In a speech before leaving the presidency, former Nigerien President Issoufou mentioned this step. He saw the closure as an emergency for the ecosystem and the health of citizens. Indeed, 41% of the uranium exploited by the giant Areva comes from Nigerien soil. The company has never been very careful about the working conditions of Nigeriens in its mines. However, Arlit's civil society request to Mohamed Bazoum does not concern the closure in itself. The closure contract excluded more than 800 agents who worked in the mine. Some for over 20 years.

Dark prospects

So we read in the letter: “800 workers will leave with nothing”. No details are given to the procedure which caused this fact. According to a tweet from a SOPAMIN official, the subcontractors were said to have been hired at the end of March.

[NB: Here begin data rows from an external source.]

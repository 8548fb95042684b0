//! The local peer's announcement and its online/offline lifecycle.

use std::sync::{Arc, Mutex, MutexGuard, PoisonError};

use tokio_util::sync::CancellationToken;

use crate::browser::PeerDiscoveryListener;
use crate::config::ProviderConfig;
use crate::discovery::{DiscoveryService, ServiceRecord, SERVICE_TYPE};
use crate::error::Result;
use crate::listener::ChatListener;
use crate::peer::CLIENT_NAME;
use crate::session::SessionContext;
use crate::status::PresenceStatus;
use crate::transport;

/// What we announce about ourselves.
#[derive(Debug, Clone, PartialEq, Eq)]
pub struct LocalPresenceRecord {
    pub id: String,
    pub first_name: String,
    pub last_name: String,
    pub email: String,
    pub status_message: String,
    pub status: PresenceStatus,
    /// Port the chat listener is bound to; 0 while offline.
    pub port: u16,
}

impl LocalPresenceRecord {
    pub fn from_config(config: &ProviderConfig) -> Self {
        Self {
            id: config.account_id(),
            first_name: config.first_name.clone(),
            last_name: config.last_name.clone(),
            email: config.email.clone(),
            status_message: config.status_message.clone(),
            status: PresenceStatus::Offline,
            port: 0,
        }
    }

    fn nick(&self) -> &str {
        match self.first_name.trim() {
            "" => &self.id,
            first => first,
        }
    }

    /// TXT properties understood by Gaim, iChat and XEP-0174 clients.
    pub fn txt_properties(&self) -> Vec<(String, String)> {
        let port = self.port.to_string();
        [
            ("txtvers", "1"),
            ("1st", self.first_name.as_str()),
            ("last", self.last_name.as_str()),
            ("email", self.email.as_str()),
            ("jid", self.id.as_str()),
            ("nick", self.nick()),
            ("msg", self.status_message.as_str()),
            ("status", self.status.txt_token()),
            ("port.p2pj", port.as_str()),
            ("phsh", "000"),
            ("vc", "C!"),
            ("ext", ""),
            ("ver", "1"),
            ("node", CLIENT_NAME),
            ("client", CLIENT_NAME),
        ]
        .into_iter()
        .map(|(k, v)| (k.to_string(), v.to_string()))
        .collect()
    }

    pub fn service_record(&self) -> ServiceRecord {
        ServiceRecord {
            instance: self.id.clone(),
            service_type: SERVICE_TYPE.to_string(),
            port: self.port,
            properties: self.txt_properties(),
        }
    }
}

/// Bookkeeping for the current online period.
#[derive(Default)]
struct Period {
    generation: u64,
    online: Option<CancellationToken>,
}

/// Keeps the discovery service's view of us in step with
/// [`LocalPresenceRecord`], and owns the tasks that only run while online:
/// the discovery event pump and the chat listener.
#[derive(Clone)]
pub struct PresenceAnnouncer {
    local: Arc<Mutex<LocalPresenceRecord>>,
    // Serializes transitions; held across the listener bind.
    period: Arc<tokio::sync::Mutex<Period>>,
    preferred_port: u16,
    discovery: Arc<dyn DiscoveryService>,
    sessions: SessionContext,
}

impl PresenceAnnouncer {
    pub fn new(
        local: LocalPresenceRecord,
        preferred_port: u16,
        discovery: Arc<dyn DiscoveryService>,
        sessions: SessionContext,
    ) -> Self {
        Self {
            local: Arc::new(Mutex::new(local)),
            period: Arc::new(tokio::sync::Mutex::new(Period::default())),
            preferred_port,
            discovery,
            sessions,
        }
    }

    fn local(&self) -> MutexGuard<'_, LocalPresenceRecord> {
        self.local.lock().unwrap_or_else(PoisonError::into_inner)
    }

    pub fn record(&self) -> LocalPresenceRecord {
        self.local().clone()
    }

    pub fn status(&self) -> PresenceStatus {
        self.local().status
    }

    pub async fn start(&self, initial: PresenceStatus) -> Result<()> {
        self.change_status(initial).await
    }

    pub async fn change_status(&self, new: PresenceStatus) -> Result<()> {
        let mut period = self.period.lock().await;
        let old = self.status();
        if old == new {
            return Ok(());
        }
        tracing::info!(from = %old, to = %new, "changing local status");

        match (old, new) {
            (_, PresenceStatus::Offline) => {
                self.withdraw(&mut period);
                Ok(())
            }
            (PresenceStatus::Offline, _) => self.go_online(&mut period, new).await,
            _ => {
                let record = {
                    let mut local = self.local();
                    local.status = new;
                    local.service_record()
                };
                self.discovery.update(&record)
            }
        }
    }

    /// Changes the announced status message. Only republished while online.
    pub fn set_status_message(&self, message: &str) -> Result<()> {
        let record = {
            let mut local = self.local();
            local.status_message = message.to_string();
            if !local.status.is_online() {
                return Ok(());
            }
            local.service_record()
        };
        self.discovery.update(&record)
    }

    async fn go_online(&self, period: &mut Period, status: PresenceStatus) -> Result<()> {
        let socket = transport::bind_listener(self.preferred_port).await?;
        let port = socket.local_addr()?.port();

        let record = {
            let mut local = self.local();
            local.port = port;
            local.status = status;
            local.service_record()
        };
        if let Err(e) = self.discovery.register(&record) {
            self.local().status = PresenceStatus::Offline;
            return Err(e);
        }
        let events = match self.discovery.browse(SERVICE_TYPE) {
            Ok(events) => events,
            Err(e) => {
                let _ = self.discovery.unregister(&record);
                self.local().status = PresenceStatus::Offline;
                return Err(e);
            }
        };

        let online = CancellationToken::new();
        period.generation += 1;
        period.online = Some(online.clone());

        let tracker = &self.sessions.tracker;
        let browser = PeerDiscoveryListener::new(
            record.instance.clone(),
            self.discovery.clone(),
            self.sessions.directory.clone(),
            self.sessions.events.clone(),
            tracker.clone(),
            online.clone(),
        );
        tracker.spawn(browser.run(events));

        let listener = ChatListener::new(socket, self.sessions.clone());
        let this = self.clone();
        let generation = period.generation;
        tracker.spawn(async move {
            if let Err(e) = listener.run(online).await {
                tracing::error!(error = %e, "chat listener failed, going offline");
                let mut period = this.period.lock().await;
                if period.generation == generation && period.online.is_some() {
                    this.withdraw(&mut period);
                }
            }
        });

        tracing::info!(id = %record.instance, port, "announced presence");
        Ok(())
    }

    /// Goes silent: stops announcing and browsing, ends the online period's
    /// tasks and marks every known peer Offline.
    fn withdraw(&self, period: &mut Period) {
        let record = {
            let mut local = self.local();
            local.status = PresenceStatus::Offline;
            local.service_record()
        };
        if let Some(online) = period.online.take() {
            online.cancel();
        }
        if let Err(e) = self.discovery.unregister(&record) {
            tracing::warn!(error = %e, "couldn't withdraw announcement");
        }
        if let Err(e) = self.discovery.stop_browse(SERVICE_TYPE) {
            tracing::warn!(error = %e, "couldn't stop browsing");
        }

        for change in self.sessions.directory.mark_all_offline() {
            if let Some(session) = change.session {
                session.close();
            }
            if change.old != PresenceStatus::Offline {
                self.sessions.events.presence_changed(&change.peer, change.old);
            }
        }
        self.local().port = 0;
    }
}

On the Orano side (Areva), measures would have been planned to compensate workers. In this case, “financial aid and training”. A buffer solution by the French giant, knowing that most of the subcontractors are over 40 years old. After a career in uranium mining, these people would no longer be competitive in other industries. What Cominak describes as attributing “90% of hours worked to local jobs” does not suit the context. Some of the Akouta mine workers saw their colleagues die of Gulf Syndrome.

Then, the second point in the letter sent to Mohamed Bazoum would concern the environmental issue. The closing of the galleries and the burying of the quarry consist in burying radioactive residues. First, the only protective measure planned is the addition of a layer of clay. This would allow the earth to be separated from the hazardous areas of the quarry. In addition, the machinery used for the operation will be buried with it. So, it would be reasonable to assume that the inhabitants would go and dig up the buried galleries. Recovering motors, cables and other equipment from the mine would allow Arlit's families to support themselves.

For the moment, therefore, the reaction of the mining company is inadequate. For his part, the Nigerien head of state did not respond to the citizen letter he received. The only certainty would be that the landfill work begins within the week, under the supervision of the Ministry of Mines and the Environment of Niger.